As the scriptures report, Jesus seemed to prefer describing the nature of his secret teaching in parables such as, “The kingdom of heaven is like leaven which a woman took and hid in three measures of flour, till it was all leavened . . .” and, “. . . it is like a grain of mustard seed, which, when sown upon the ground, is the smallest of all the seeds on earth; yet when it is sown it grows up and becomes the greatest of all shrubs.” This is what it’s like to receive the teacher’s initiating union experience. Just as the parable describes the way leaven continues to expand lifting all the flour (or dough) with it, so the teacher’s initiating experience continues to expand the “hidden” light within the student; and like a mustard seed, though the initiating seed of union experience is small (subtle), its growth potential is said to be great.
Outside the scriptures possibly the strongest mainstream evidence pointing to a secret teaching by Jesus (other than Gnostic texts) is a document found by Professor Morton Smith of Columbia University. He found the document in 1958 in the library of the oldest Christian monastery still in use, Mar Saba, which is situated in Palestine about fifteen miles from Qumran. The document is a copy of a long lost letter from one of the early (second century) church fathers, Clement of Alexandria, who speaks of a secret teaching only known by Jesus’ closest followers.
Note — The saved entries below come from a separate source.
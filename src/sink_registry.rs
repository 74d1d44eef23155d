//! A thread-safe slot holding the currently active sink. [`SinkRegistry`] provides concurrent
//! access for readers (the delivery thread) and writers (code registering a new sink).
use std::panic::{catch_unwind, AssertUnwindSafe};
use std::sync::{Arc, Once, RwLock};

use crate::sink::EventSink;

struct SinkHandleInner {
    sink: Box<dyn EventSink>,
    started: Once,
    shut_down: Once,
}

/// A cheap-to-clone reference to a registered sink.
///
/// Every handle represents one *activation* of a sink: `start()` and `shutdown()` are forwarded
/// to the sink at most once per handle, no matter how many clones call them.
#[derive(Clone)]
pub struct SinkHandle(Arc<SinkHandleInner>);

impl SinkHandle {
    pub fn new(sink: impl EventSink + 'static) -> SinkHandle {
        SinkHandle::from_boxed(Box::new(sink))
    }

    pub fn from_boxed(sink: Box<dyn EventSink>) -> SinkHandle {
        SinkHandle(Arc::new(SinkHandleInner {
            sink,
            started: Once::new(),
            shut_down: Once::new(),
        }))
    }

    /// Call the sink's `start()` unless it was called already.
    ///
    /// Blocks if another thread is currently starting the sink, so once this returns the sink is
    /// guaranteed to be started.
    pub fn ensure_started(&self) {
        self.0.started.call_once(|| {
            log::debug!(target: "eventlog", "starting sink");
            let result = catch_unwind(AssertUnwindSafe(|| self.0.sink.start()));
            if result.is_err() {
                log::warn!(target: "eventlog", "sink panicked in start()");
            }
        });
    }

    pub fn is_started(&self) -> bool {
        self.0.started.is_completed()
    }

    /// Deliver `payload`. A panic inside the sink is reported as "not accepted".
    pub fn log_events(&self, payload: &str) -> bool {
        match catch_unwind(AssertUnwindSafe(|| self.0.sink.log_events(payload))) {
            Ok(accepted) => accepted,
            Err(_) => {
                log::warn!(target: "eventlog", "sink panicked in log_events()");
                false
            }
        }
    }

    /// Call the sink's `shutdown()` unless it was called already.
    pub fn shutdown(&self) {
        self.0.shut_down.call_once(|| {
            log::debug!(target: "eventlog", "shutting down sink");
            let result = catch_unwind(AssertUnwindSafe(|| self.0.sink.shutdown()));
            if result.is_err() {
                log::warn!(target: "eventlog", "sink panicked in shutdown()");
            }
        });
    }

    /// Whether `self` and `other` refer to the same activation.
    pub fn ptr_eq(&self, other: &SinkHandle) -> bool {
        Arc::ptr_eq(&self.0, &other.0)
    }
}

impl std::fmt::Debug for SinkHandle {
    fn fmt(&self, f: &mut std::fmt::Formatter<'_>) -> std::fmt::Result {
        f.debug_struct("SinkHandle")
            .field("started", &self.0.started.is_completed())
            .field("shut_down", &self.0.shut_down.is_completed())
            .finish_non_exhaustive()
    }
}

/// `SinkRegistry` provides a thread-safe (`Sync`) slot for the active sink.
///
/// The handle is always replaced as a whole, so readers never observe a partially-constructed
/// sink. Deliveries that already hold a clone of the previous handle complete against it.
#[derive(Default)]
pub struct SinkRegistry {
    sink: RwLock<Option<SinkHandle>>,
}

impl SinkRegistry {
    /// Create a new empty registry.
    pub fn new() -> Self {
        SinkRegistry::default()
    }

    /// Get currently-active sink. Returns None if no sink is registered.
    pub fn current(&self) -> Option<SinkHandle> {
        // Lock can only be poisoned if a writer panicked while holding it. The slot is replaced
        // with a single assignment, so the value is still consistent.
        let sink = self.sink.read().unwrap_or_else(|err| err.into_inner());
        sink.clone()
    }

    /// Set new sink, returning the previous one.
    pub fn set_sink(&self, handle: SinkHandle) -> Option<SinkHandle> {
        let mut slot = self.sink.write().unwrap_or_else(|err| err.into_inner());
        slot.replace(handle)
    }

    /// Remove the active sink, returning it.
    pub fn take(&self) -> Option<SinkHandle> {
        let mut slot = self.sink.write().unwrap_or_else(|err| err.into_inner());
        slot.take()
    }
}
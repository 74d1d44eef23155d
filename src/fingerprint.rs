//! User-context fingerprints.
//!
//! Events do not carry raw user attributes. Instead, the user context is reduced to a stable
//! digest that analytics storage can group by.
use std::collections::HashMap;

use derive_more::From;
use serde::{Deserialize, Serialize};

/// A user attribute value used as fingerprint input.
#[derive(Debug, Clone, PartialEq, From, Serialize, Deserialize)]
#[serde(untagged)]
pub enum UserAttribute {
    String(String),
    Number(f64),
    Boolean(bool),
}

impl From<&str> for UserAttribute {
    fn from(value: &str) -> Self {
        Self::String(value.to_owned())
    }
}

/// Hex-encoded MD5 digest of a user id and its attributes.
#[derive(Debug, Clone, PartialEq, Eq, Hash, Serialize, Deserialize)]
#[serde(transparent)]
pub struct UserFingerprint(String);

impl UserFingerprint {
    /// Compute fingerprint of `user_id` and `attributes`.
    ///
    /// Attributes are sorted by name first, so the result does not depend on map iteration order.
    ///
    /// ```
    /// # use std::collections::HashMap;
    /// # use eventlog_core::UserFingerprint;
    /// let a = UserFingerprint::compute("user-1", &HashMap::from([
    ///     ("country".to_owned(), "US".into()),
    ///     ("age".to_owned(), 30.0.into()),
    /// ]));
    /// let b = UserFingerprint::compute("user-1", &HashMap::from([
    ///     ("age".to_owned(), 30.0.into()),
    ///     ("country".to_owned(), "US".into()),
    /// ]));
    /// assert_eq!(a, b);
    /// ```
    pub fn compute(user_id: &str, attributes: &HashMap<String, UserAttribute>) -> UserFingerprint {
        let mut sorted: Vec<_> = attributes.iter().collect();
        sorted.sort_unstable_by(|(a, _), (b, _)| a.cmp(b));

        let mut context = md5::Context::new();
        context.consume(user_id.as_bytes());
        for (name, value) in sorted {
            // Separators keep ("ab", "c") and ("a", "bc") from colliding.
            context.consume(b"\x1f");
            context.consume(name.as_bytes());
            context.consume(b"=");
            match value {
                UserAttribute::String(s) => {
                    context.consume(b"s:");
                    context.consume(s.as_bytes());
                }
                UserAttribute::Number(n) => {
                    context.consume(b"n:");
                    context.consume(n.to_bits().to_be_bytes());
                }
                UserAttribute::Boolean(b) => {
                    context.consume(if *b { b"b:1" } else { b"b:0" });
                }
            }
        }

        UserFingerprint(format!("{:x}", context.compute()))
    }

    /// Use an externally computed fingerprint as is.
    pub fn from_raw(value: impl Into<String>) -> UserFingerprint {
        UserFingerprint(value.into())
    }

    pub fn as_str(&self) -> &str {
        &self.0
    }
}

impl std::fmt::Display for UserFingerprint {
    fn fmt(&self, f: &mut std::fmt::Formatter<'_>) -> std::fmt::Result {
        f.write_str(&self.0)
    }
}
In the letter Clement claims there is more scripture to the gospel of Mark (which he called the “Secret Gospel”) that would explain the teaching. Part of a quote from the Secret Gospel of Mark refers to a secret teaching Jesus revealed to a boy, “And after six days Jesus told him [the boy] what to do: in the evening the youth came to him, wearing only a linen cloth over his nudity. He remained with Jesus that night, for Jesus taught him the mystery of the Kingdom of God.” Clement’s letter also spoke of this special Jesus-teaching as being for “those who were being perfected” and for “those who are being initiated into the great mysteries.”
That Jesus might have offered a special teaching also provides a possible explanation for the puzzling lines in the canonical Mark gospel describing a scene at Jesus’ arrest at Gethsemane, “Among those following was a young man with nothing on but a linen cloth. They tried to seize him; but he slipped out of the linen cloth and ran away naked.” (Mark 14:51–52)
Possibly the disciples and early church fathers felt these writings of the secret teaching were to be reserved for the spiritually mature, or that the teaching might confuse the general population, and so decided to withhold the section of Mark's gospel (and possibly other secret writings?) which referred more explicitly to the secret teaching. While the very earliest church authorities might have known of this teaching, the teaching may have been actually taught by the apostles after Jesus’ death.
Gnostic gospels and Gnostic literature are probably the most often quoted sources of evidence for a secret teaching, and lately there have been many important discoveries about the Gnostics. Gnostics were early Christians, and some of them claimed Jesus revealed a direct inner way to know God they called gnosis. Yet Gnostics eventually became thought of and were treated as heretics because some of their ideas (such as denying apostolic authority/succession, and bizarre theologies) were contradictory to more structured Christianity developing simultaneously in the first centuries after Christ.